大迫は翌日、自身のYouTubeチャンネルでコメントを発信。具体的な目標は語らなかったが、前回より悪い順位を目指す選手はいない。世間はメダルを期待するかもしれないが、正直なところ大迫であってもハードルは高い。連続入賞すれば日本選手としては最多タイで、十二分に評価できる。

YouTube上で「(12月の会見で表明したとおり)4月のボストンを予定通り走ると思います」と再度表明した。ワールドマラソンメジャーズ6大会(東京、ボストン、ロンドン、ベルリン、シカゴ、ニューヨークシティ)の1つで、世界トップクラスの選手が集まる歴史のある大会だ。
ボストンに出場する理由の1つに、自身の初マラソンが17年ボストンだったことを挙げた。

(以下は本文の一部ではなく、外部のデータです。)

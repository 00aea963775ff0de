//! In-memory collaborators that record every call.

use async_trait::async_trait;
use bytes::Bytes;
use greetings_core::backend::{Backend, ContainerImage, Frontend};
use greetings_core::deployer::{AppHost, Registry, RegistryAuth, StaticHost};
use greetings_core::release::{ReleaseHost, ReleaseRequest};
use greetings_core::secret::{Credential, SecretRequest, SecretResolver};
use greetings_core::service::{PortMapping, Proxy, ProxyRoute, ServiceHandle};
use greetings_core::source::SourceProvider;
use greetings_core::toolchain::{Arch, BuildJob, Toolchain};
use greetings_core::{Error, Origin, Result, SourceTree};
use std::path::Path;
use std::sync::Mutex;

#[derive(Default)]
pub struct FakeCollaborators {
    calls: Mutex<Vec<String>>,
    failing: Vec<String>,
    hanging: Vec<String>,
    last_release: Mutex<Option<ReleaseRequest>>,
}

/// Records `dropped <call>` when a hanging call is cancelled.
struct DropRecorder<'a> {
    calls: &'a Mutex<Vec<String>>,
    call: String,
}

impl Drop for DropRecorder<'_> {
    fn drop(&mut self) {
        if let Ok(mut calls) = self.calls.lock() {
            calls.push(format!("dropped {}", self.call));
        }
    }
}

impl FakeCollaborators {
    pub fn new() -> Self {
        Self::default()
    }

    /// Fail every call whose record starts with `prefix`.
    pub fn failing(mut self, prefix: &str) -> Self {
        self.failing.push(prefix.to_string());
        self
    }

    /// Never complete calls whose record starts with `prefix`.
    pub fn hanging(mut self, prefix: &str) -> Self {
        self.hanging.push(prefix.to_string());
        self
    }

    pub fn calls(&self) -> Vec<String> {
        self.calls.lock().unwrap().clone()
    }

    pub fn called(&self, prefix: &str) -> bool {
        self.calls().iter().any(|c| c.starts_with(prefix))
    }

    pub fn last_release(&self) -> Option<ReleaseRequest> {
        self.last_release.lock().unwrap().clone()
    }

    pub fn source() -> SourceTree {
        SourceTree::from_entries(
            Origin::Local {
                path: "/work/greetings-api".into(),
            },
            [
                ("main.go", "package main"),
                ("go.mod", "module github.com/kpenfound/greetings-api"),
                ("website/index.html", "<h1>Greetings</h1>"),
            ],
        )
    }

    fn record(&self, call: String) -> Result<()> {
        let fail = self.failing.iter().any(|f| call.starts_with(f.as_str()));
        self.calls.lock().unwrap().push(call.clone());
        if fail {
            Err(Error::collaborator("fake", format!("{} failed", call)))
        } else {
            Ok(())
        }
    }

    async fn enter(&self, call: String) -> Result<()> {
        self.record(call.clone())?;
        if self.hanging.iter().any(|h| call.starts_with(h.as_str())) {
            let _recorder = DropRecorder {
                calls: &self.calls,
                call,
            };
            std::future::pending::<()>().await;
        }
        Ok(())
    }

    fn service(name: &str, internal: u16) -> ServiceHandle {
        ServiceHandle {
            name: name.to_string(),
            hostname: name.to_string(),
            runtime_id: format!("svc-{}", name),
            ports: vec![PortMapping {
                internal,
                external: internal,
            }],
        }
    }
}

#[async_trait]
impl Backend for FakeCollaborators {
    async fn lint(&self, _source: &SourceTree) -> Result<String> {
        self.enter("lint".to_string()).await?;
        Ok("lint: 0 issues".to_string())
    }

    async fn unit_test(&self, _source: &SourceTree) -> Result<String> {
        self.enter("test".to_string()).await?;
        Ok("ok  greetings-api  0.012s".to_string())
    }

    async fn binary(&self, _source: &SourceTree) -> Result<Bytes> {
        self.enter("binary".to_string()).await?;
        Ok(Bytes::from_static(b"ELF"))
    }

    async fn container(&self, _source: &SourceTree, arch: Arch) -> Result<ContainerImage> {
        self.enter(format!("container {}", arch)).await?;
        Ok(ContainerImage {
            arch,
            reference: format!("greetings-api:{}", arch),
        })
    }

    async fn serve(&self, _source: &SourceTree) -> Result<ServiceHandle> {
        self.enter("backend-serve".to_string()).await?;
        Ok(Self::service("backend", 8080))
    }
}

#[async_trait]
impl Frontend for FakeCollaborators {
    async fn build(&self, source: &SourceTree, env: &str) -> Result<SourceTree> {
        self.enter(format!("frontend-build {} files={}", env, source.len())).await?;
        Ok(SourceTree::from_entries(
            Origin::Scratch,
            [("index.html", format!("built for {}", env))],
        ))
    }

    async fn serve(&self, source: &SourceTree) -> Result<ServiceHandle> {
        self.enter(format!("frontend-serve files={}", source.len())).await?;
        Ok(Self::service("frontend", 80))
    }
}

#[async_trait]
impl Toolchain for FakeCollaborators {
    async fn build(&self, job: &BuildJob) -> Result<Bytes> {
        self.enter(format!("toolchain {} cache={}", job.variant, job.cache.key)).await?;
        Ok(Bytes::from(format!(
            "{} built with {}",
            job.artifact, job.variant.toolchain
        )))
    }
}

#[async_trait]
impl Registry for FakeCollaborators {
    async fn publish(
        &self,
        auth: &RegistryAuth,
        image_ref: &str,
        variants: &[ContainerImage],
    ) -> Result<String> {
        let refs: Vec<_> = variants.iter().map(|v| v.reference.as_str()).collect();
        self.enter(format!(
            "publish {} {} user={} at={}",
            image_ref,
            refs.join(","),
            auth.username,
            auth.address
        ))
        .await?;
        Ok(format!("published {}", image_ref))
    }
}

#[async_trait]
impl AppHost for FakeCollaborators {
    async fn deploy(&self, app: &str, image_ref: &str, token: &Credential) -> Result<String> {
        self.enter(format!("app-host {} {} token={}", app, image_ref, token.name())).await?;
        Ok("fly: deployed v42".to_string())
    }
}

#[async_trait]
impl StaticHost for FakeCollaborators {
    async fn deploy(&self, site_dir: &SourceTree, token: &Credential, site: &str) -> Result<String> {
        self.enter(format!(
            "static-host {} files={} token={}",
            site,
            site_dir.len(),
            token.name()
        ))
        .await?;
        Ok("netlify: live at https://dagger-demo.netlify.app".to_string())
    }
}

#[async_trait]
impl ReleaseHost for FakeCollaborators {
    async fn create(&self, request: &ReleaseRequest) -> Result<String> {
        self.enter(format!(
            "release {} {} token={}",
            request.tag,
            request.title,
            request.token.name()
        ))
        .await?;
        *self.last_release.lock().unwrap() = Some(request.clone());
        Ok(format!("released {}", request.tag))
    }
}

#[async_trait]
impl SecretResolver for FakeCollaborators {
    async fn resolve(&self, request: &SecretRequest, vault_token: &Credential) -> Result<Credential> {
        self.enter(format!(
            "secret {} env={} path={} vault={}",
            request.name,
            request.environment,
            request.path,
            vault_token.name()
        ))
        .await?;
        Ok(Credential::new(
            request.name.clone(),
            request.environment.clone(),
            request.path.clone(),
            format!("{}-value", request.name),
        ))
    }
}

#[async_trait]
impl SourceProvider for FakeCollaborators {
    async fn local(&self, path: &Path) -> Result<SourceTree> {
        self.enter(format!("local {}", path.display())).await?;
        Ok(Self::source())
    }

    async fn clone_at(&self, url: &str, commit: &str) -> Result<SourceTree> {
        self.enter(format!("clone {} {}", url, commit)).await?;
        Ok(Self::source())
    }
}

#[async_trait]
impl Proxy for FakeCollaborators {
    async fn compose(&self, routes: &[ProxyRoute]) -> Result<ServiceHandle> {
        let described: Vec<_> = routes
            .iter()
            .map(|r| format!("{}:{}->{}:{}", r.name, r.external_port, r.service.hostname, r.internal_port))
            .collect();
        self.enter(format!("proxy {}", described.join(" "))).await?;
        Ok(ServiceHandle {
            name: "proxy".to_string(),
            hostname: "proxy".to_string(),
            runtime_id: "svc-proxy".to_string(),
            ports: routes
                .iter()
                .map(|r| PortMapping {
                    internal: r.external_port,
                    external: r.external_port,
                })
                .collect(),
        })
    }
}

「初マラソンから成長してきた部分と、もしかしたら7年間の中で何か落として来た大事なものがあるかもしれない。そういうものが何か再認識できるかもしれません。良きも悪きもあまり振り返らないタイプですが、そこに立つことで新たな気づきもあるんじゃないかな」

ボストンから五輪本番までのインターバルは4か月で、短すぎるという指摘も陸連関係者から出ている。だが、大迫にはそれが問題ないと考えられる根拠がある。

大迫は東京五輪前年のMGCも3位で、ファイナルチャレンジの20年東京マラソンで当時の日本記録(2時間05分29秒)で走って代表入りを決めたが、「ファイナルチャレンジへの緊張感やプレッシャーはすごかった。(そのダメージで)東京五輪が1年延期されず20年開催だったら、良い走りはできなかった」とも言っている。つまりファイナルチャレンジでないボストンなら、精神的な負荷はそこまで大きくない。

またボストンは“心臓破りの丘”が有名な、起伏が激しい難コース。普通の選手は脚へのダメージが大きく(特に下りで)、回復に時間がかかる。しかし大迫は17年シーズンで、6月の日本選手権10000mに優勝し、ホクレンDistance Challenge網走大会10000mでも、かなりの暑さの中で自己記録に迫った。4か月間隔が問題ないことは確認済みだ。

そしてMGCは熾烈な戦いでストレスも大きいが、日本人選手だけの争いである。実戦を走らないと世界トップレベルの選手との戦いが、23年の東京マラソン以来1年半ぶりになってしまう。

つまりボストンなら、精神的なダメージが残らないし、やはり起伏が激しいパリ五輪コースのシミュレーションにもなる。そして世界トップ選手と戦うことで、勝負勘を研くことができる。3枠目の代表を逃すリスクもあったが、ファイナルチャレンジを回避してボストンに出場する理由は納得できる。

大迫はYouTubeのコメントで、MGCの3位についても次のように話した。

「(一度引退して)復帰して1年半くらい、僕の中で色んなことがせわしなく動いてきましたが、まずは国内で勝負できる位置に来られたと。自分の強さを実感できましたね。あとはもう一歩勝てる能力を身につけていかないと、という思いも出てきた良いレースでした」

パリ五輪代表にも内定した今、“もう一歩勝てる能力”を身につけるのに最適な大会がボストンだった。初マラソンの地で有益な“気づき”があれば、2大会連続入賞に大きく前進する。